On Mon, Feb 10, 2014 at 5:52 PM, Andres Freund <and...@2ndquadrant.com> wrote:
> It works in enough cases atm that it's worthwile trying to keep it
> working. Sure, it could be better, but it's what we have right now. Atm
> it's e.g. the only realistic way to copy larger amounts of bytea between
> servers without copying the entire cluster.
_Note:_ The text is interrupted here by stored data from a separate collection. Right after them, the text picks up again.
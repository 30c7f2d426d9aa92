//! Recursive-descent parser producing the lambda AST.
//!
//! Precedence, loosest first: conditional, `or`, `and`, `not`, comparisons,
//! `+ -`, `* / // %`, unary sign, `**`, then calls, subscripts and
//! attribute access.

use super::lexer::{tokenize, Spanned, Token};
use super::value::Value;
use super::ExprError;

#[derive(Debug, Clone, Copy, PartialEq)]
pub(crate) enum BinaryOp {
    Add,
    Sub,
    Mul,
    Div,
    FloorDiv,
    Mod,
    Pow,
}

#[derive(Debug, Clone, Copy, PartialEq)]
pub(crate) enum CompareOp {
    Eq,
    Ne,
    Lt,
    Le,
    Gt,
    Ge,
    In,
    NotIn,
    Is,
    IsNot,
}

#[derive(Debug, Clone, Copy, PartialEq)]
pub(crate) enum UnaryOp {
    Neg,
    Pos,
    Not,
}

#[derive(Debug, Clone, PartialEq)]
pub(crate) enum Expr {
    Literal(Value),
    Name(String),
    List(Vec<Expr>),
    Unary(UnaryOp, Box<Expr>),
    Binary(BinaryOp, Box<Expr>, Box<Expr>),
    Compare(Box<Expr>, Vec<(CompareOp, Expr)>),
    And(Box<Expr>, Box<Expr>),
    Or(Box<Expr>, Box<Expr>),
    IfElse {
        condition: Box<Expr>,
        then: Box<Expr>,
        otherwise: Box<Expr>,
    },
    Call {
        func: Box<Expr>,
        args: Vec<Expr>,
        kwargs: Vec<(String, Expr)>,
    },
    Attribute(Box<Expr>, String),
    Index(Box<Expr>, Box<Expr>),
    Slice {
        target: Box<Expr>,
        start: Option<Box<Expr>>,
        end: Option<Box<Expr>>,
    },
}

#[derive(Debug, Clone, PartialEq)]
pub(crate) struct Param {
    pub name: String,
    pub default: Option<Expr>,
}

/// A parsed `lambda` definition.
#[derive(Debug, Clone, PartialEq)]
pub(crate) struct LambdaDef {
    pub params: Vec<Param>,
    pub kwargs: Option<String>,
    pub body: Expr,
}

const KEYWORDS: &[&str] = &[
    "lambda", "if", "else", "and", "or", "not", "in", "is", "True", "False", "None",
];

pub(crate) fn parse_lambda(source: &str) -> Result<LambdaDef, ExprError> {
    let mut parser = Parser {
        tokens: tokenize(source)?,
        pos: 0,
    };
    let def = parser.lambda()?;
    parser.expect_eof()?;
    Ok(def)
}

struct Parser {
    tokens: Vec<Spanned>,
    pos: usize,
}

impl Parser {
    fn peek(&self) -> &Token {
        &self.tokens[self.pos.min(self.tokens.len() - 1)].token
    }

    fn peek_at(&self, offset: usize) -> &Token {
        let idx = (self.pos + offset).min(self.tokens.len() - 1);
        &self.tokens[idx].token
    }

    fn position(&self) -> usize {
        self.tokens[self.pos.min(self.tokens.len() - 1)].position
    }

    fn advance(&mut self) -> Token {
        let token = self.peek().clone();
        if self.pos < self.tokens.len() - 1 {
            self.pos += 1;
        }
        token
    }

    fn error(&self, message: impl Into<String>) -> ExprError {
        ExprError::Syntax {
            position: self.position(),
            message: message.into(),
        }
    }

    fn at_op(&self, op: &str) -> bool {
        matches!(self.peek(), Token::Op(o) if *o == op)
    }

    fn at_keyword(&self, keyword: &str) -> bool {
        matches!(self.peek(), Token::Name(n) if n == keyword)
    }

    fn eat_op(&mut self, op: &str) -> bool {
        if self.at_op(op) {
            self.advance();
            true
        } else {
            false
        }
    }

    fn eat_keyword(&mut self, keyword: &str) -> bool {
        if self.at_keyword(keyword) {
            self.advance();
            true
        } else {
            false
        }
    }

    fn expect_op(&mut self, op: &str) -> Result<(), ExprError> {
        if self.eat_op(op) {
            Ok(())
        } else {
            Err(self.error(format!("expected '{}'", op)))
        }
    }

    fn expect_eof(&self) -> Result<(), ExprError> {
        match self.peek() {
            Token::Eof => Ok(()),
            other => Err(self.error(format!("unexpected trailing token {:?}", other))),
        }
    }

    fn identifier(&mut self) -> Result<String, ExprError> {
        match self.peek().clone() {
            Token::Name(name) if !KEYWORDS.contains(&name.as_str()) => {
                self.advance();
                Ok(name)
            }
            other => Err(self.error(format!("expected identifier, found {:?}", other))),
        }
    }

    fn lambda(&mut self) -> Result<LambdaDef, ExprError> {
        if !self.eat_keyword("lambda") {
            return Err(self.error("expected 'lambda'"));
        }

        let mut params: Vec<Param> = Vec::new();
        let mut kwargs = None;

        while !self.at_op(":") {
            if kwargs.is_some() {
                return Err(self.error("no parameters may follow '**'"));
            }

            if self.eat_op("**") {
                kwargs = Some(self.identifier()?);
            } else if self.at_op("*") {
                return Err(self.error("variadic positional parameters are not supported"));
            } else {
                let name = self.identifier()?;
                if params.iter().any(|p| p.name == name) {
                    return Err(self.error(format!("duplicate parameter '{}'", name)));
                }
                let default = if self.eat_op("=") {
                    Some(self.expression()?)
                } else {
                    if params.iter().any(|p| p.default.is_some()) {
                        return Err(self.error("non-default parameter follows default parameter"));
                    }
                    None
                };
                params.push(Param { name, default });
            }

            if !self.eat_op(",") {
                break;
            }
        }

        self.expect_op(":")?;
        let body = self.expression()?;
        Ok(LambdaDef {
            params,
            kwargs,
            body,
        })
    }

    fn expression(&mut self) -> Result<Expr, ExprError> {
        if self.at_keyword("lambda") {
            return Err(self.error("nested lambdas are not supported"));
        }

        let then = self.or_test()?;
        if self.eat_keyword("if") {
            let condition = self.or_test()?;
            if !self.eat_keyword("else") {
                return Err(self.error("expected 'else' in conditional expression"));
            }
            let otherwise = self.expression()?;
            return Ok(Expr::IfElse {
                condition: Box::new(condition),
                then: Box::new(then),
                otherwise: Box::new(otherwise),
            });
        }
        Ok(then)
    }

    fn or_test(&mut self) -> Result<Expr, ExprError> {
        let mut left = self.and_test()?;
        while self.eat_keyword("or") {
            let right = self.and_test()?;
            left = Expr::Or(Box::new(left), Box::new(right));
        }
        Ok(left)
    }

    fn and_test(&mut self) -> Result<Expr, ExprError> {
        let mut left = self.not_test()?;
        while self.eat_keyword("and") {
            let right = self.not_test()?;
            left = Expr::And(Box::new(left), Box::new(right));
        }
        Ok(left)
    }

    fn not_test(&mut self) -> Result<Expr, ExprError> {
        if self.eat_keyword("not") {
            let operand = self.not_test()?;
            return Ok(Expr::Unary(UnaryOp::Not, Box::new(operand)));
        }
        self.comparison()
    }

    fn compare_op(&mut self) -> Option<CompareOp> {
        let is_name = |token: &Token, word: &str| matches!(token, Token::Name(n) if n == word);
        let (op, width) = match self.peek() {
            Token::Op("==") => (CompareOp::Eq, 1),
            Token::Op("!=") => (CompareOp::Ne, 1),
            Token::Op("<") => (CompareOp::Lt, 1),
            Token::Op("<=") => (CompareOp::Le, 1),
            Token::Op(">") => (CompareOp::Gt, 1),
            Token::Op(">=") => (CompareOp::Ge, 1),
            t if is_name(t, "in") => (CompareOp::In, 1),
            t if is_name(t, "not") && is_name(self.peek_at(1), "in") => (CompareOp::NotIn, 2),
            t if is_name(t, "is") && is_name(self.peek_at(1), "not") => (CompareOp::IsNot, 2),
            t if is_name(t, "is") => (CompareOp::Is, 1),
            _ => return None,
        };
        for _ in 0..width {
            self.advance();
        }
        Some(op)
    }

    fn comparison(&mut self) -> Result<Expr, ExprError> {
        let left = self.arith()?;
        let mut rest = Vec::new();
        while let Some(op) = self.compare_op() {
            rest.push((op, self.arith()?));
        }
        if rest.is_empty() {
            Ok(left)
        } else {
            Ok(Expr::Compare(Box::new(left), rest))
        }
    }

    fn arith(&mut self) -> Result<Expr, ExprError> {
        let mut left = self.term()?;
        loop {
            let op = match self.peek() {
                Token::Op("+") => BinaryOp::Add,
                Token::Op("-") => BinaryOp::Sub,
                _ => return Ok(left),
            };
            self.advance();
            let right = self.term()?;
            left = Expr::Binary(op, Box::new(left), Box::new(right));
        }
    }

    fn term(&mut self) -> Result<Expr, ExprError> {
        let mut left = self.factor()?;
        loop {
            let op = match self.peek() {
                Token::Op("*") => BinaryOp::Mul,
                Token::Op("/") => BinaryOp::Div,
                Token::Op("//") => BinaryOp::FloorDiv,
                Token::Op("%") => BinaryOp::Mod,
                _ => return Ok(left),
            };
            self.advance();
            let right = self.factor()?;
            left = Expr::Binary(op, Box::new(left), Box::new(right));
        }
    }

    fn factor(&mut self) -> Result<Expr, ExprError> {
        if self.eat_op("-") {
            return Ok(Expr::Unary(UnaryOp::Neg, Box::new(self.factor()?)));
        }
        if self.eat_op("+") {
            return Ok(Expr::Unary(UnaryOp::Pos, Box::new(self.factor()?)));
        }
        self.power()
    }

    fn power(&mut self) -> Result<Expr, ExprError> {
        let base = self.postfix()?;
        if self.eat_op("**") {
            // right-associative, binds tighter than unary minus on its left
            let exponent = self.factor()?;
            return Ok(Expr::Binary(BinaryOp::Pow, Box::new(base), Box::new(exponent)));
        }
        Ok(base)
    }

    fn postfix(&mut self) -> Result<Expr, ExprError> {
        let mut expr = self.atom()?;
        loop {
            if self.eat_op("(") {
                let (args, kwargs) = self.call_arguments()?;
                expr = Expr::Call {
                    func: Box::new(expr),
                    args,
                    kwargs,
                };
            } else if self.eat_op("[") {
                expr = self.subscript(expr)?;
            } else if self.eat_op(".") {
                let name = self.identifier()?;
                expr = Expr::Attribute(Box::new(expr), name);
            } else {
                return Ok(expr);
            }
        }
    }

    fn call_arguments(&mut self) -> Result<(Vec<Expr>, Vec<(String, Expr)>), ExprError> {
        let mut args = Vec::new();
        let mut kwargs: Vec<(String, Expr)> = Vec::new();

        while !self.at_op(")") {
            let is_keyword = matches!(self.peek(), Token::Name(_))
                && matches!(self.peek_at(1), Token::Op("="));
            if is_keyword {
                let name = self.identifier()?;
                self.expect_op("=")?;
                kwargs.push((name, self.expression()?));
            } else {
                if !kwargs.is_empty() {
                    return Err(self.error("positional argument follows keyword argument"));
                }
                args.push(self.expression()?);
            }

            if !self.eat_op(",") {
                break;
            }
        }

        self.expect_op(")")?;
        Ok((args, kwargs))
    }

    fn subscript(&mut self, target: Expr) -> Result<Expr, ExprError> {
        let start = if self.at_op(":") {
            None
        } else {
            Some(Box::new(self.expression()?))
        };

        if self.eat_op(":") {
            let end = if self.at_op("]") {
                None
            } else {
                Some(Box::new(self.expression()?))
            };
            self.expect_op("]")?;
            return Ok(Expr::Slice {
                target: Box::new(target),
                start,
                end,
            });
        }

        self.expect_op("]")?;
        match start {
            Some(index) => Ok(Expr::Index(Box::new(target), index)),
            None => Err(self.error("empty subscript")),
        }
    }

    fn atom(&mut self) -> Result<Expr, ExprError> {
        match self.advance() {
            Token::Int(i) => Ok(Expr::Literal(Value::Int(i))),
            Token::Float(f) => Ok(Expr::Literal(Value::Float(f))),
            Token::Str(mut s) => {
                // adjacent literals concatenate
                while let Token::Str(next) = self.peek() {
                    s.push_str(next);
                    self.advance();
                }
                Ok(Expr::Literal(Value::Str(s)))
            }
            Token::Name(name) => {
                let literal = match name.as_str() {
                    "True" => Some(Value::Bool(true)),
                    "False" => Some(Value::Bool(false)),
                    "None" => Some(Value::None),
                    _ => None,
                };
                if let Some(value) = literal {
                    return Ok(Expr::Literal(value));
                }
                if KEYWORDS.contains(&name.as_str()) {
                    self.pos = self.pos.saturating_sub(1);
                    return Err(self.error(format!("unexpected keyword '{}'", name)));
                }
                Ok(Expr::Name(name))
            }
            Token::Op("(") => {
                let inner = self.expression()?;
                self.expect_op(")")?;
                Ok(inner)
            }
            Token::Op("[") => {
                let mut items = Vec::new();
                while !self.at_op("]") {
                    items.push(self.expression()?);
                    if !self.eat_op(",") {
                        break;
                    }
                }
                self.expect_op("]")?;
                Ok(Expr::List(items))
            }
            Token::Eof => Err(self.error("unexpected end of expression")),
            other => {
                self.pos = self.pos.saturating_sub(1);
                Err(self.error(format!("unexpected token {:?}", other)))
            }
        }
    }
}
That's the thing -- it might work today, but what about tomorrow?
We'd be sending the wrong signals.  People start building processes
around all of this and now we've painted ourselves into a box.  Better
in my mind to simply educate users that this practice is dangerous and
unsupported, as we used to do. I guess until now.  It seems completely
odd to me that we're attaching a case to the jsonb type, in the wrong
way -- something that we've never attached to any other type before.
For example, why didn't we attach a version code to the json type send
function?  Wasn't the whole point of this is that jsonb send/recv be
more spiritually closer to json?  If we want to introduce alternative
type formats in the 9.5 cycle, why can't we attach version based
encoding handling to *that* problem?

The more angles I look at this from the more it looks messy and rushed.

Notwithstanding all the above, I figure here enough smart people
disagree (once again, heh) to call it consensus.